Mosler Automotive argues that an exemption would be in the public
interest. The petitioner put forth several arguments in favor of a
finding that the requested exemption is consistent with the public
interest and would not have a significant adverse impact on safety.
Specifically, Mosler Automotive argued that the vehicle would be
equipped with a fully-compliant standard U.S. air bag system (i.e., one
meeting all requirements of FMVSS No. 208 prior to implementation of
S14). Furthermore, the company emphasized that the MT900 will comply
with all other applicable FMVSSs.
The company asserted that granting the exemption will benefit U.S.
employment, companies, and citizens, because Mosler Automotive is a
U.S. company and employs 25 people at its Florida facility.

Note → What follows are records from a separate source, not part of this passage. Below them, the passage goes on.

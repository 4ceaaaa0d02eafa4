//! Lookup maps over the local inventory.

use std::collections::HashMap;

use crate::model::{Route, RouteTable, Vendor};
use crate::store::{DataStore, Result};

use super::batch_size;

/// Local route tables for exactly `cloud_ids`, keyed by cloud ID.
pub(crate) async fn route_table_index(
    store: &dyn DataStore,
    vendor: Vendor,
    cloud_ids: &[String],
) -> Result<HashMap<String, RouteTable>> {
    let mut index = HashMap::with_capacity(cloud_ids.len());
    for chunk in cloud_ids.chunks(batch_size(store.max_batch_size())) {
        for rt in store.list_route_tables_by_cloud_ids(vendor, chunk).await? {
            index.insert(rt.cloud_id.clone(), rt);
        }
    }
    Ok(index)
}

/// Routes of one route table, keyed by natural key.
pub(crate) async fn route_index(
    store: &dyn DataStore,
    route_table_id: &str,
) -> Result<HashMap<String, Route>> {
    Ok(store
        .list_routes(route_table_id)
        .await?
        .into_iter()
        .map(|r| (r.natural_key.clone(), r))
        .collect())
}
//! variantkit - build CI build variant documents from the command line
//!
//! ## Commands
//!
//! - `build`: assemble a variant from flags (optionally on top of a base document)
//! - `fmt`: load a document and re-render it in minimal form

use anyhow::{Context, Result};
use clap::{Args, Parser, Subcommand};
use std::path::{Path, PathBuf};
use tracing::{debug, info, Level};

use variantkit_core::{
    load_variant, parse_display_task_arg, parse_expansion_arg, render, write_variant,
    DisplayTaskDefinition, DocumentFormat, Variant,
};

#[derive(Parser)]
#[command(name = "variantkit")]
#[command(author = "Stevedores Org")]
#[command(version = variantkit_core::VERSION)]
#[command(about = "Build CI build variant documents", long_about = None)]
struct Cli {
    /// Enable verbose output
    #[arg(short, long, global = true)]
    verbose: bool,

    /// Emit JSON-formatted log lines
    #[arg(long, global = true)]
    json_logs: bool,

    #[command(subcommand)]
    command: Commands,
}

#[derive(Subcommand)]
enum Commands {
    /// Assemble a variant from flags and render it
    Build {
        /// Existing document to start from (format taken from its extension)
        #[arg(long)]
        base: Option<PathBuf>,

        #[command(flatten)]
        fields: VariantFields,

        #[command(flatten)]
        output: OutputArgs,
    },

    /// Re-render a variant document in minimal form
    Fmt {
        /// Document to load
        path: PathBuf,

        #[command(flatten)]
        output: OutputArgs,
    },
}

#[derive(Args, Debug, Default)]
struct VariantFields {
    /// Variant identifier
    #[arg(long)]
    name: Option<String>,

    /// Human-readable variant name
    #[arg(long)]
    display_name: Option<String>,

    /// Batch interval in seconds
    #[arg(long, allow_negative_numbers = true)]
    batch_time: Option<i64>,

    /// Cron expression for batch scheduling
    #[arg(long)]
    cron: Option<String>,

    /// Stepback override (omit to inherit)
    #[arg(long)]
    stepback: Option<bool>,

    /// Activate the variant initially (omit to inherit)
    #[arg(long)]
    activate: Option<bool>,

    /// Disable the variant (omit to inherit)
    #[arg(long)]
    disable: Option<bool>,

    /// Allow the variant in patches (omit to inherit)
    #[arg(long)]
    patchable: Option<bool>,

    /// Only run the variant in patches (omit to inherit)
    #[arg(long)]
    patch_only: Option<bool>,

    /// Allow the variant for git tag versions (omit to inherit)
    #[arg(long)]
    allow_for_git_tag: Option<bool>,

    /// Only run the variant for git tag versions (omit to inherit)
    #[arg(long)]
    git_tag_only: Option<bool>,

    /// Distro to run on (replaces any existing run-on distro)
    #[arg(long)]
    run_on: Option<String>,

    /// Task to add (repeatable)
    #[arg(long = "task")]
    tasks: Vec<String>,

    /// Expansion as KEY=VALUE; VALUE is JSON when it parses (repeatable)
    #[arg(long = "expansion", value_parser = parse_expansion)]
    expansions: Vec<(String, serde_json::Value)>,

    /// Display task as NAME=task1,task2 (repeatable)
    #[arg(long = "display-task", value_parser = parse_display_task)]
    display_tasks: Vec<DisplayTaskDefinition>,
}

#[derive(Args, Debug)]
struct OutputArgs {
    /// Output format: json, yaml or toml
    #[arg(short, long, env = "VARIANTKIT_FORMAT")]
    format: Option<DocumentFormat>,

    /// Write to this file instead of stdout
    #[arg(short, long)]
    output: Option<PathBuf>,
}

fn parse_expansion(arg: &str) -> std::result::Result<(String, serde_json::Value), String> {
    parse_expansion_arg(arg).map_err(|e| e.to_string())
}

fn parse_display_task(arg: &str) -> std::result::Result<DisplayTaskDefinition, String> {
    parse_display_task_arg(arg).map_err(|e| e.to_string())
}

fn main() -> Result<()> {
    let cli = Cli::parse();

    let level = if cli.verbose {
        Level::DEBUG
    } else {
        Level::INFO
    };
    variantkit_core::init_tracing(cli.json_logs, level);

    match cli.command {
        Commands::Build {
            base,
            fields,
            output,
        } => cmd_build(base.as_deref(), fields, &output),
        Commands::Fmt { path, output } => cmd_fmt(&path, &output),
    }
}

/// Build a variant from flags and emit it
fn cmd_build(base: Option<&Path>, fields: VariantFields, output: &OutputArgs) -> Result<()> {
    let mut variant = match base {
        Some(path) => load_variant(path)
            .with_context(|| format!("Failed to load base variant {:?}", path))?,
        None => Variant::new(),
    };

    apply_fields(&mut variant, fields);
    info!(
        variant = %variant.name,
        tasks = variant.task_specs.len(),
        display_tasks = variant.display_task_specs.len(),
        "Built variant"
    );

    let format = output.format.unwrap_or_default();
    emit(&variant, format, output.output.as_deref())
}

/// Load a document and re-render it
fn cmd_fmt(path: &Path, output: &OutputArgs) -> Result<()> {
    let variant =
        load_variant(path).with_context(|| format!("Failed to load variant {:?}", path))?;

    let format = match output.format {
        Some(format) => format,
        None => DocumentFormat::from_path(path)?,
    };
    emit(&variant, format, output.output.as_deref())
}

/// Apply flag values in a fixed order. Flags that were not given leave the
/// variant untouched; tri-state flags only ever set explicit overrides.
fn apply_fields(variant: &mut Variant, fields: VariantFields) {
    if let Some(name) = fields.name {
        variant.name(name);
    }
    if let Some(display_name) = fields.display_name {
        variant.display_name(display_name);
    }
    if let Some(batch_time) = fields.batch_time {
        variant.batch_time(batch_time);
    }
    if let Some(cron) = fields.cron {
        variant.set_cron_batch_time(cron);
    }

    let flags: [(Option<bool>, fn(&mut Variant, Option<bool>) -> &mut Variant); 7] = [
        (fields.stepback, Variant::set_stepback),
        (fields.activate, Variant::set_activate),
        (fields.disable, Variant::set_disable),
        (fields.patchable, Variant::set_patchable),
        (fields.patch_only, Variant::set_patch_only),
        (fields.allow_for_git_tag, Variant::set_allow_for_git_tag),
        (fields.git_tag_only, Variant::set_git_tag_only),
    ];
    for (value, set) in flags {
        if value.is_some() {
            set(variant, value);
        }
    }

    if let Some(distro) = fields.run_on {
        variant.run_on(distro);
    }
    variant.add_tasks(fields.tasks);
    for (key, value) in fields.expansions {
        debug!(key = %key, "Setting expansion");
        variant.expansion(key, value);
    }
    variant.display_tasks(fields.display_tasks);
}

fn emit(variant: &Variant, format: DocumentFormat, path: Option<&Path>) -> Result<()> {
    match path {
        Some(path) => write_variant(path, variant, format)
            .with_context(|| format!("Failed to write {:?}", path))?,
        None => {
            let rendered = render(variant, format)
                .with_context(|| format!("Failed to render variant as {}", format))?;
            print!("{}", rendered);
        }
    }
    Ok(())
}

Mosler
Automotive also argued that denial of the exemption request would have
an adverse impact on consumer choice. The company also argued that an
exemption is unlikely to have a significant safety impact because these
vehicles are not expected to be used extensively by their owners, due
to their ``second vehicle'' nature, extreme design and high cost. The
company also reasoned that given the nature of the vehicle, it is less
likely to be used to transport young children than most other vehicles.
As an additional basis for showing that its requested exemption
would be in the public interest, Mosler Automotive stated that the
MT900 has an extremely strong chassis, which is composed of aluminum
tubes and composite structural parts. According to Mosler Automotive,
the vehicle design is such that occupants are effectively placed in a
``protective `cell' '' with the chassis structure built around them.
V. Issuance of Notice of Final Action
We are providing a 30-day comment period. After considering public
comments and other available information, we will publish a notice of
[[Page 32395]]
final action on the application in the Federal Register.
Issued on: June 5, 2007.
Stephen R. Kratzke,
Associate Administrator for Rulemaking.